I'm writing a Marionette layout with three similar sub-layouts. Every o them is an instance of the same class. Here's the code:
Marionette.Layout.extend({
subCollection1: new SubCollection(),
subCollection2: new SubCollection(),
subCollection3: new SubCollection(),
initialize: function () {
this.subView1 = new subView ({
collection: this.subCollection1)
});
this.subView2 = new subView ({
collection: this.subCollection2)
});
this.subView1 = new subView ({
collection: this.subCollection3)
});
},
onRender: function() {
this.Reg1.show(this.subView1);
this.Reg2.show(this.subView2);
this.Reg3.show(this.subView3);
},
fetchColletions: function () {
this.subCollection1.fetch({ data: { /* some data for webserver */ } });
this.subCollection2.fetch({ data: { /* some data for webserver */ } });
this.subCollection3.fetch({ data: { /* some data for webserver */ } });
}
});
Then in my subLayout I'm binding function to collection request in initialize function like this:
Marionette.Layout.extend({
onCollectionRequest: function () {
console.log('summary.onCollectionRequest ' + this.cid);
//debugger;
},
initialize: function () {
this.listenTo(this.collection, 'request', this.onCollectionRequest);
}
});
The problem is, calling fetch on any of those collections triggers request events in all three collections so I get log like this:
fetchcollections
GET /* Server url */ 200 OK 157ms
onCollectionRequest view15
onCollectionRequest view24
onCollectionRequest view33
GET /* Server url */ 200 OK 332ms
onCollectionRequest view15
onCollectionRequest view24
onCollectionRequest view33
/* And so on for the third one */
Am I missing something?

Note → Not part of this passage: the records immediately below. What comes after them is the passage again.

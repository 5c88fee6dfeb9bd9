//! Human-readable notification messages.
//!
//! Product titles need a [`Subject::Product`], admin titles a
//! [`Subject::Admin`]. Section titles take a [`Subject::Section`] when one is
//! at hand and fall back to a generic sentence otherwise.
use catalog::{
    Vocabulary,
    admins::{AdminProfile, AdminStatus, Role},
    notifications::{NotificationKind, NotificationTitle},
    products::Product,
    sections::Section,
};

/// The entity a notification talks about.
#[derive(Debug, Clone, Copy)]
pub enum Subject<'a> {
    Product(&'a Product),
    Admin(&'a AdminProfile),
    Section(&'a Section),
}

fn unavailable(title: NotificationTitle) -> String {
    format!(
        "Unable to describe \"{}\": {} details are missing",
        title.as_str(),
        title.kind().as_str()
    )
}

pub fn render(title: NotificationTitle, subject: Option<Subject>) -> String {
    use NotificationTitle::*;

    match (title.kind(), subject) {
        (NotificationKind::Product, Some(Subject::Product(product))) => {
            let name = &product.name;
            match title {
                ProductAdded => format!("New product \"{name}\" was added to the catalog"),
                ProductUpdated => format!("Product \"{name}\" was updated"),
                ProductDeleted => format!("Product \"{name}\" was removed from the catalog"),
                _ => format!("A new image was uploaded for product \"{name}\""),
            }
        }
        (NotificationKind::Admin, Some(Subject::Admin(admin))) => {
            let name = &admin.full_name;
            match title {
                AdminAdded => format!(
                    "{name} ({}) joined the team as {}",
                    admin.email,
                    admin.role.as_str()
                ),
                AdminSuspended => format!("{name}'s account was suspended"),
                AdminActivated => format!("{name}'s account was reactivated"),
                AdminDeleted => format!("{name}'s account was deleted"),
                AdminUpgraded => format!("{name} was promoted to manager"),
                AdminDowngraded => format!("{name} is now an admin"),
                ProfileUpdated => format!("{name} updated their profile"),
                _ => format!("{name} changed their password"),
            }
        }
        (NotificationKind::Section, Some(Subject::Section(section))) => {
            let name = &section.name;
            match title {
                SectionUpdated => match section.items.len() {
                    0 => format!("Section \"{name}\" was cleared"),
                    1 => format!("Section \"{name}\" now lists 1 product"),
                    count => format!("Section \"{name}\" now lists {count} products"),
                },
                _ => format!("A product was removed from section \"{name}\""),
            }
        }
        (NotificationKind::Section, None) => match title {
            SectionUpdated => "A section was updated".to_string(),
            _ => "A product was removed from a section".to_string(),
        },
        _ => unavailable(title),
    }
}

/// Title for a manager's status change, or `None` when the status is unchanged.
pub fn status_title(from: AdminStatus, to: AdminStatus) -> Option<NotificationTitle> {
    match (from, to) {
        (a, b) if a == b => None,
        (_, AdminStatus::Active) => Some(NotificationTitle::AdminActivated),
        (_, AdminStatus::Suspended) => Some(NotificationTitle::AdminSuspended),
        (_, AdminStatus::Deleted) => Some(NotificationTitle::AdminDeleted),
    }
}

pub fn role_title(from: Role, to: Role) -> Option<NotificationTitle> {
    match (from, to) {
        (Role::Admin, Role::Manager) => Some(NotificationTitle::AdminUpgraded),
        (Role::Manager, Role::Admin) => Some(NotificationTitle::AdminDowngraded),
        _ => None,
    }
}

#[cfg(test)]
mod tests {
    use catalog::products::{Availability, ProductImages};
    use chrono::{NaiveDate, Utc};

    use super::*;

    fn product() -> Product {
        let now = Utc::now();
        Product {
            id: "p".repeat(24),
            name: "Aran Cardigan".to_string(),
            description: "Cable knit".to_string(),
            description_text: "Long description".to_string(),
            unisex: false,
            wool_percentage: 100.0,
            price: 180.0,
            release_date: NaiveDate::from_ymd_opt(2026, 9, 1).unwrap(),
            availability: Availability::InStock,
            seasons: vec![],
            colors: vec![],
            images: ProductImages::default(),
            created_at: now,
            updated_at: now,
        }
    }

    fn admin() -> AdminProfile {
        let now = Utc::now();
        AdminProfile {
            id: "a".repeat(24),
            email: "ada@example.com".to_string(),
            full_name: "Ada Lovelace".to_string(),
            role: Role::Admin,
            status: AdminStatus::Active,
            avatar: None,
            created_at: now,
            updated_at: now,
        }
    }

    #[test]
    fn test_every_title_renders_with_its_subject() {
        let product = product();
        let admin = admin();
        let section = Section {
            id: "s".repeat(24),
            name: "Staff Picks".to_string(),
            description: String::new(),
            items: vec!["x".into(), "y".into()],
            created_at: Utc::now(),
            updated_at: Utc::now(),
        };

        for title in NotificationTitle::ALL.iter().copied() {
            let subject = match title.kind() {
                NotificationKind::Product => Subject::Product(&product),
                NotificationKind::Admin => Subject::Admin(&admin),
                NotificationKind::Section => Subject::Section(&section),
            };
            let message = render(title, Some(subject));
            assert!(!message.starts_with("Unable"), "{title:?}: {message}");
        }

        assert_eq!(
            render(NotificationTitle::SectionUpdated, Some(Subject::Section(&section))),
            "Section \"Staff Picks\" now lists 2 products"
        );
        assert_eq!(
            render(NotificationTitle::ProductAdded, Some(Subject::Product(&product))),
            "New product \"Aran Cardigan\" was added to the catalog"
        );
    }

    #[test]
    fn test_missing_or_mismatched_subject() {
        let admin = admin();

        assert_eq!(
            render(NotificationTitle::ProductDeleted, None),
            "Unable to describe \"Product Deleted\": product details are missing"
        );
        assert_eq!(
            render(NotificationTitle::ProductUpdated, Some(Subject::Admin(&admin))),
            "Unable to describe \"Product Updated\": product details are missing"
        );
        assert_eq!(
            render(NotificationTitle::AdminAdded, None),
            "Unable to describe \"Admin Added\": admin details are missing"
        );
        assert_eq!(
            render(NotificationTitle::SectionUpdated, None),
            "A section was updated"
        );
    }

    #[test]
    fn test_status_title() {
        assert_eq!(status_title(AdminStatus::Active, AdminStatus::Active), None);
        assert_eq!(
            status_title(AdminStatus::Active, AdminStatus::Suspended),
            Some(NotificationTitle::AdminSuspended)
        );
        assert_eq!(
            status_title(AdminStatus::Suspended, AdminStatus::Active),
            Some(NotificationTitle::AdminActivated)
        );
        assert_eq!(
            role_title(Role::Manager, Role::Admin),
            Some(NotificationTitle::AdminDowngraded)
        );
        assert_eq!(role_title(Role::Admin, Role::Admin), None);
    }
}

I always thought that event binding is per instance not per class. How should I address this?
P.S. My code is additionally wrapped in require.js define()

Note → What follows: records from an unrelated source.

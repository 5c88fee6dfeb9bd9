use std::sync::LazyLock;

use catalog::admins::{AdminStatus, Role};
use regex::Regex;
use serde::Deserialize;
use serde_json::Value;

use super::{
    EMPTY, INVALID_EMAIL, INVALID_TYPE, Mode, REQUIRED, SAME_PASSWORD, TOO_LONG, TOO_SHORT,
    Validator, validated,
};
use crate::error::{AppError, ValidationError};

pub const EMAIL_MAX: usize = 254;
pub const FULL_NAME_MAX: usize = 100;
pub const PASSWORD_MIN: usize = 8;
pub const PASSWORD_MAX: usize = 128;

static EMAIL: LazyLock<Regex> = LazyLock::new(|| {
    Regex::new(r"^[^\s@]+@[^\s@]+\.[^\s@]+$").expect("email pattern is valid")
});

fn email(validator: &mut Validator, name: &str) {
    if let Some(address) = validator.string(name, EMAIL_MAX) {
        if !EMAIL.is_match(address) {
            validator.errors_mut().push(ValidationError::new(
                name,
                INVALID_EMAIL,
                format!("{name} must be a valid email address"),
            ));
        }
    }
}

/// Passwords are checked as submitted; surrounding whitespace is significant.
fn password<'a>(validator: &mut Validator<'a>, name: &str, bounded: bool) -> Option<&'a str> {
    let Some(value) = validator.get(name) else {
        validator.errors_mut().push(ValidationError::new(
            name,
            REQUIRED,
            format!("{name} is required"),
        ));
        return None;
    };

    let Some(secret) = value.as_str() else {
        validator.errors_mut().push(ValidationError::new(
            name,
            INVALID_TYPE,
            format!("{name} must be a string"),
        ));
        return None;
    };

    let length = secret.chars().count();
    let error = if length == 0 {
        Some(ValidationError::new(
            name,
            REQUIRED,
            format!("{name} cannot be empty"),
        ))
    } else if bounded && length < PASSWORD_MIN {
        Some(ValidationError::new(
            name,
            TOO_SHORT,
            format!("{name} must be at least {PASSWORD_MIN} characters"),
        ))
    } else if bounded && length > PASSWORD_MAX {
        Some(ValidationError::new(
            name,
            TOO_LONG,
            format!("{name} must be at most {PASSWORD_MAX} characters"),
        ))
    } else {
        None
    };

    match error {
        Some(error) => {
            validator.errors_mut().push(error);
            None
        }
        None => Some(secret),
    }
}

pub fn validate_login(payload: &Value) -> Vec<ValidationError> {
    let mut validator = Validator::new(payload, Mode::Create);

    validator.string("email", EMAIL_MAX);
    if validator.is_object() {
        password(&mut validator, "password", false);
    }

    validator.finish()
}

pub fn validate_signup(payload: &Value) -> Vec<ValidationError> {
    let mut validator = Validator::new(payload, Mode::Create);

    email(&mut validator, "email");
    if validator.is_object() {
        password(&mut validator, "password", true);
    }
    validator.string("fullName", FULL_NAME_MAX);
    if validator.present("role") {
        validator.enumeration::<Role>("role");
    }

    validator.finish()
}

pub fn validate_profile_update(payload: &Value) -> Vec<ValidationError> {
    let mut validator = Validator::new(payload, Mode::Create);
    validator.string("fullName", FULL_NAME_MAX);
    validator.finish()
}

pub fn validate_password_change(payload: &Value) -> Vec<ValidationError> {
    let mut validator = Validator::new(payload, Mode::Create);
    if !validator.is_object() {
        return validator.finish();
    }

    let current = password(&mut validator, "currentPassword", false);
    let new = password(&mut validator, "newPassword", true);

    if let (Some(current), Some(new)) = (current, new) {
        if current == new {
            validator.push(ValidationError::new(
                "newPassword",
                SAME_PASSWORD,
                "newPassword must differ from currentPassword",
            ));
        }
    }

    validator.finish()
}

/// Role and status changes made by a manager. At least one must be given.
pub fn validate_admin_update(payload: &Value) -> Vec<ValidationError> {
    let mut validator = Validator::new(payload, Mode::Update);

    let role = validator.present("role");
    let status = validator.present("status");
    validator.enumeration::<Role>("role");
    validator.enumeration::<AdminStatus>("status");

    if validator.is_object() && !role && !status {
        validator.push(ValidationError::new(
            "body",
            EMPTY,
            "Provide a role or a status to change",
        ));
    }

    validator.finish()
}

#[derive(Debug, Deserialize)]
pub struct Login {
    pub email: String,
    pub password: String,
}

impl Login {
    pub fn parse(payload: Value) -> Result<Self, AppError> {
        let errors = validate_login(&payload);
        let mut login: Self = validated(payload, errors)?;
        login.email = login.email.trim().to_lowercase();
        Ok(login)
    }
}

#[derive(Debug, Deserialize)]
#[serde(rename_all = "camelCase")]
pub struct Signup {
    pub email: String,
    pub password: String,
    pub full_name: String,
    pub role: Option<Role>,
}

impl Signup {
    pub fn parse(payload: Value) -> Result<Self, AppError> {
        let errors = validate_signup(&payload);
        let mut signup: Self = validated(payload, errors)?;
        signup.email = signup.email.trim().to_lowercase();
        signup.full_name = signup.full_name.trim().to_string();
        Ok(signup)
    }
}

#[derive(Debug, Deserialize)]
#[serde(rename_all = "camelCase")]
pub struct ProfileUpdate {
    pub full_name: String,
}

impl ProfileUpdate {
    pub fn parse(payload: Value) -> Result<Self, AppError> {
        let errors = validate_profile_update(&payload);
        let mut update: Self = validated(payload, errors)?;
        update.full_name = update.full_name.trim().to_string();
        Ok(update)
    }
}

#[derive(Debug, Deserialize)]
#[serde(rename_all = "camelCase")]
pub struct PasswordChange {
    pub current_password: String,
    pub new_password: String,
}

impl PasswordChange {
    pub fn parse(payload: Value) -> Result<Self, AppError> {
        let errors = validate_password_change(&payload);
        validated(payload, errors)
    }
}

#[derive(Debug, Deserialize)]
pub struct AdminUpdate {
    pub role: Option<Role>,
    pub status: Option<AdminStatus>,
}

impl AdminUpdate {
    pub fn parse(payload: Value) -> Result<Self, AppError> {
        let errors = validate_admin_update(&payload);
        validated(payload, errors)
    }
}
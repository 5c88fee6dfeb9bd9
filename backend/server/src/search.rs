//! # Search
//!
//! Translates listing queries into MongoDB filter documents.
//!
//! Free-text search is a case-insensitive substring match. The user's text is
//! escaped before it becomes a `$regex`, so `"navy (slim)"` matches literally
//! instead of being read as a pattern. The in-memory store applies the same
//! rule through [`contains_text`].
//!
//! Date bounds compare the fixed-width timestamp strings written by
//! [`catalog::timestamp`].
use catalog::{Vocabulary, timestamp};
use mongodb::bson::{Document, doc};

use crate::store::{AdminQuery, NotificationQuery, ProductQuery};

pub const PRODUCT_NAME: &str = "name";
pub const PRODUCT_AVAILABILITY: &str = "availability";
pub const PRODUCT_COLOR: &str = "colors.name";
pub const ADMIN_EMAIL: &str = "email";
pub const ADMIN_NAME: &str = "fullName";
pub const CREATED_AT: &str = "createdAt";

fn pattern(text: &str) -> Document {
    doc! { "$regex": regex::escape(text.trim()), "$options": "i" }
}

pub fn contains_text(haystack: &str, needle: &str) -> bool {
    haystack
        .to_lowercase()
        .contains(&needle.trim().to_lowercase())
}

pub fn newest_first() -> Document {
    doc! { CREATED_AT: -1 }
}

pub fn product_filter(query: &ProductQuery) -> Document {
    let mut filter = Document::new();

    if let Some(search) = &query.search {
        filter.insert(PRODUCT_NAME, pattern(search));
    }
    if let Some(availability) = query.availability {
        filter.insert(PRODUCT_AVAILABILITY, availability.as_str());
    }
    if let Some(color) = query.color {
        filter.insert(PRODUCT_COLOR, color.as_str());
    }

    filter
}

pub fn admin_filter(query: &AdminQuery) -> Document {
    let mut filter = Document::new();

    if let Some(search) = &query.search {
        filter.insert(
            "$or",
            vec![
                doc! { ADMIN_NAME: pattern(search) },
                doc! { ADMIN_EMAIL: pattern(search) },
            ],
        );
    }
    if let Some(role) = query.role {
        filter.insert("role", role.as_str());
    }
    if let Some(status) = query.status {
        filter.insert("status", status.as_str());
    }

    filter
}

pub fn notification_filter(query: &NotificationQuery) -> Document {
    let mut filter = Document::new();

    if let Some(kind) = query.kind {
        filter.insert("type", kind.as_str());
    }
    if let Some(read) = query.read {
        filter.insert("read", read);
    }
    if let Some(search) = &query.search {
        filter.insert("title", pattern(search));
    }
    if let Some(sender_id) = &query.sender_id {
        filter.insert("senderId", sender_id.as_str());
    }

    let mut created_at = Document::new();
    if let Some(from) = &query.from {
        created_at.insert("$gte", timestamp::format(from));
    }
    if let Some(to) = &query.to {
        created_at.insert("$lte", timestamp::format(to));
    }
    if !created_at.is_empty() {
        filter.insert(CREATED_AT, created_at);
    }

    filter
}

but I think it's irrelevant for my problem so I omitted it in code fragments.
Well, I've resolved my issue. It turns out I did a VERY bad thing in my App initializer. In order to have global fetch error handler I used 'on' function on prototype:
Backbone.Collection.prototype.on('error', fetchErrorHandler);
As also stated in How to add a default error handler to all Backbone models? it is a bad idea, beacause it creates global event handler for all collection instances in application. It causes every event handler is common for all collections which was excactly my issue.